Pour tester directement l'hypothèse nulle, utilisez un test de permutation.

Laissez le premier PC en état A Explique a<100% de variance, et le premier PC en état B Explique b<100%de variance. Votre hypothèse est queb>a, afin que nous puissions définir c=ba comme la statistique d'intérêt, et l'hypothèse est que c>0. L'hypothèse nulle à rejeter est quec=0.

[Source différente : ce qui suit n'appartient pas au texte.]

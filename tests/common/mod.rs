//! Shared helpers for integration tests.

use std::env;
use std::error::Error;
use std::fs;
use std::io::Cursor;
use std::path::PathBuf;

/// Registry of remote reference brain-imaging datasets.
///
/// Archives are downloaded on first use and unpacked into a cache directory,
/// `$BRAINSTACK_TEST_DATA_DIR` or a directory under the system temp dir.
/// Only the `#[ignore]`d smoke tests touch the network.
pub struct TestDataRegistry {
    base_url: String,
    cache_dir: PathBuf,
}

impl TestDataRegistry {
    pub fn new() -> TestDataRegistry {
        let cache_dir = env::var_os("BRAINSTACK_TEST_DATA_DIR")
            .map(PathBuf::from)
            .unwrap_or_else(|| env::temp_dir().join("brainstack-test-data"));
        TestDataRegistry {
            base_url: "https://gin.g-node.org/BrainGlobe/test-data/raw/master".to_string(),
            cache_dir,
        }
    }

    /// Fetch a zip archive from the registry and unpack it into the cache.
    ///
    /// Returns the path of the unpacked directory; a previously fetched
    /// archive is reused without touching the network.
    pub fn fetch_unzip(&self, name: &str) -> Result<PathBuf, Box<dyn Error>> {
        let unpacked = self.cache_dir.join(name.trim_end_matches(".zip"));
        if unpacked.exists() {
            return Ok(unpacked);
        }
        fs::create_dir_all(&self.cache_dir)?;

        let url = format!("{}/{}", self.base_url, name);
        let bytes = reqwest::blocking::get(url.as_str())?
            .error_for_status()?
            .bytes()?;
        let mut archive = zip::ZipArchive::new(Cursor::new(bytes.as_ref()))?;
        archive.extract(&self.cache_dir)?;

        if !unpacked.exists() {
            return Err(format!("archive {} did not unpack to {:?}", name, unpacked).into());
        }
        Ok(unpacked)
    }
}
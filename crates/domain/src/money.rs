//! Fixed-point money and discount types.

use serde::{Deserialize, Serialize};

use crate::error::OrderError;

/// Money amount represented in cents to avoid floating point drift.
#[derive(Debug, Clone, Copy, PartialEq, Eq, PartialOrd, Ord, Hash, Serialize, Deserialize)]
pub struct Money {
    /// Amount in cents (e.g., 1000 = $10.00)
    cents: i64,
}

impl Money {
    /// Creates a new Money amount from cents.
    pub fn from_cents(cents: i64) -> Self {
        Self { cents }
    }

    /// Returns zero money.
    pub fn zero() -> Self {
        Self { cents: 0 }
    }

    /// Returns the amount in cents.
    pub fn cents(&self) -> i64 {
        self.cents
    }

    /// Returns true if the amount is zero.
    pub fn is_zero(&self) -> bool {
        self.cents == 0
    }

    /// Returns true if the amount is negative.
    pub fn is_negative(&self) -> bool {
        self.cents < 0
    }

    /// Multiplies by a line quantity.
    pub fn multiply(&self, quantity: u32) -> Money {
        Money {
            cents: self.cents * i64::from(quantity),
        }
    }
}

impl Default for Money {
    fn default() -> Self {
        Self::zero()
    }
}

impl std::fmt::Display for Money {
    fn fmt(&self, f: &mut std::fmt::Formatter<'_>) -> std::fmt::Result {
        let dollars = (self.cents / 100).abs();
        let cents = (self.cents % 100).abs();
        if self.cents < 0 {
            write!(f, "-${dollars}.{cents:02}")
        } else {
            write!(f, "${dollars}.{cents:02}")
        }
    }
}

impl std::ops::Add for Money {
    type Output = Money;

    fn add(self, rhs: Self) -> Self::Output {
        Money {
            cents: self.cents + rhs.cents,
        }
    }
}

impl std::ops::Sub for Money {
    type Output = Money;

    fn sub(self, rhs: Self) -> Self::Output {
        Money {
            cents: self.cents - rhs.cents,
        }
    }
}

impl std::ops::AddAssign for Money {
    fn add_assign(&mut self, rhs: Self) {
        self.cents += rhs.cents;
    }
}

/// A whole-number discount percentage, guaranteed to be in `0..=100`.
///
/// Deserialization goes through [`TryFrom`], so an out-of-range value can
/// never enter the system from the wire.
#[derive(Debug, Clone, Copy, PartialEq, Eq, Hash, Default, Serialize, Deserialize)]
#[serde(try_from = "u8", into = "u8")]
pub struct DiscountPercent(u8);

impl DiscountPercent {
    pub const ZERO: DiscountPercent = DiscountPercent(0);
    pub const MAX: DiscountPercent = DiscountPercent(100);

    /// Creates a discount percent, failing if the value exceeds 100.
    pub fn new(value: u8) -> Result<Self, OrderError> {
        if value > 100 {
            Err(OrderError::InvalidDiscount { value })
        } else {
            Ok(Self(value))
        }
    }

    /// Returns the raw percent value.
    pub fn as_u8(self) -> u8 {
        self.0
    }
}

impl TryFrom<u8> for DiscountPercent {
    type Error = OrderError;

    fn try_from(value: u8) -> Result<Self, Self::Error> {
        Self::new(value)
    }
}

impl From<DiscountPercent> for u8 {
    fn from(discount: DiscountPercent) -> Self {
        discount.0
    }
}

impl std::fmt::Display for DiscountPercent {
    fn fmt(&self, f: &mut std::fmt::Formatter<'_>) -> std::fmt::Result {
        write!(f, "{}%", self.0)
    }
}
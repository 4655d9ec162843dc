use async_trait::async_trait;
use common::OrderId;
use domain::{Order, OrderError, validate_mutation};

use crate::{Result, StoreError, Version};

/// A mutation applied to a copy of the stored aggregate inside a commit.
pub type MutationFn = Box<dyn FnOnce(&mut Order) -> std::result::Result<(), OrderError> + Send>;

/// Core trait for order store implementations.
///
/// All implementations must be thread-safe (Send + Sync) and must enforce
/// optimistic concurrency: a commit only applies when the caller presents the
/// version it read.
#[async_trait]
pub trait OrderStore: Send + Sync {
    /// Loads an order and its current version token.
    async fn get(&self, order_id: OrderId) -> Result<(Order, Version)>;

    /// Persists a new order at version 0.
    ///
    /// The aggregate is validated before it is stored; an existing order
    /// under the same id fails with `AlreadyExists`.
    async fn create(&self, order: Order) -> Result<(Order, Version)>;

    /// Applies `mutation` to a copy of the stored aggregate and persists the
    /// result under the next version.
    ///
    /// Fails with `VersionConflict` when `expected` is stale (retryable),
    /// with `Rejected` when the mutation itself refuses the change, and with
    /// `InvariantViolation` when the mutated aggregate breaks the entity
    /// rules (both non-retryable). On any failure nothing is persisted.
    async fn commit(
        &self,
        order_id: OrderId,
        expected: Version,
        mutation: MutationFn,
    ) -> Result<(Order, Version)>;

    /// Hard-removes an order. Only permitted before payment.
    async fn delete(&self, order_id: OrderId, expected: Version) -> Result<()>;

    /// Lists all orders with their version tokens, oldest first.
    async fn list(&self) -> Result<Vec<(Order, Version)>>;
}

/// Extension trait providing convenience methods for order stores.
#[async_trait]
pub trait OrderStoreExt: OrderStore {
    /// Commits an unboxed closure; sugar over [`OrderStore::commit`].
    async fn commit_with<F>(
        &self,
        order_id: OrderId,
        expected: Version,
        mutation: F,
    ) -> Result<(Order, Version)>
    where
        F: FnOnce(&mut Order) -> std::result::Result<(), OrderError> + Send + 'static,
    {
        self.commit(order_id, expected, Box::new(mutation)).await
    }

    /// Checks whether an order exists.
    async fn exists(&self, order_id: OrderId) -> Result<bool> {
        match self.get(order_id).await {
            Ok(_) => Ok(true),
            Err(StoreError::NotFound(_)) => Ok(false),
            Err(e) => Err(e),
        }
    }
}

// Blanket implementation for all OrderStore implementations
impl<T: OrderStore + ?Sized> OrderStoreExt for T {}

/// Runs a mutation against a copy of `current` and re-checks every rule.
///
/// Shared by all backends so the invariants cannot diverge between them:
/// the mutation's own result maps to `Rejected`, and the cross-commit guard
/// plus entity validation map to `InvariantViolation`.
pub(crate) fn apply_mutation(current: &Order, mutation: MutationFn) -> Result<Order> {
    let mut next = current.clone();
    mutation(&mut next).map_err(StoreError::Rejected)?;
    validate_mutation(current, &next).map_err(StoreError::InvariantViolation)?;
    next.validate().map_err(StoreError::InvariantViolation)?;
    Ok(next)
}
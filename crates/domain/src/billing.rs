//! Billing computation: subtotal, discount, total.
//!
//! Pure and deterministic so invoices are reproducible: the same line items
//! and discount always produce the same totals, regardless of the order the
//! lines were added in.

use serde::{Deserialize, Serialize};

use crate::money::{DiscountPercent, Money};
use crate::order::OrderItem;

/// The computed monetary breakdown of an order.
#[derive(Debug, Clone, Copy, PartialEq, Eq, Serialize, Deserialize)]
pub struct Totals {
    pub subtotal: Money,
    pub discount_amount: Money,
    pub total: Money,
}

/// Computes subtotal, discount amount, and total for a set of lines.
///
/// The discount amount is `subtotal * percent / 100`, rounded half-up to the
/// cent. Half-up is the single rounding rule of the whole system; there is no
/// other rounding site. The total is clamped to never go below zero.
pub fn compute_totals(items: &[OrderItem], discount: DiscountPercent) -> Totals {
    let subtotal = items
        .iter()
        .fold(Money::zero(), |acc, item| acc + item.line_subtotal());

    let discount_amount = discount_amount(subtotal, discount);
    let total_cents = (subtotal - discount_amount).cents().max(0);

    Totals {
        subtotal,
        discount_amount,
        total: Money::from_cents(total_cents),
    }
}

/// Rounds `subtotal * percent / 100` half-up in the cents domain.
fn discount_amount(subtotal: Money, discount: DiscountPercent) -> Money {
    let cents = i128::from(subtotal.cents());
    let percent = i128::from(discount.as_u8());
    let rounded = (cents * percent + 50) / 100;
    Money::from_cents(rounded as i64)
}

Pour effectuer le test de permutation, prenez votre N=200+200 des échantillons des deux conditions, et les diviser au hasard en conditions A et B. Comme le fractionnement est aléatoire, il ne devrait pas y avoir de différence dans la variance expliquée après cela. Pour chaque permutation, vous pouvez calculerc, répétez ce processus plusieurs fois (par exemple, 10000) fois, et obtenir la distribution des c sous l'hypothèse nulle de ctrue=0. Comparer votre valeur empiriquec avec cette distribution donnera un p-valeur.

Bootstrapping

Pour obtenir l'intervalle de confiance sur c, utilisez le bootstrapping.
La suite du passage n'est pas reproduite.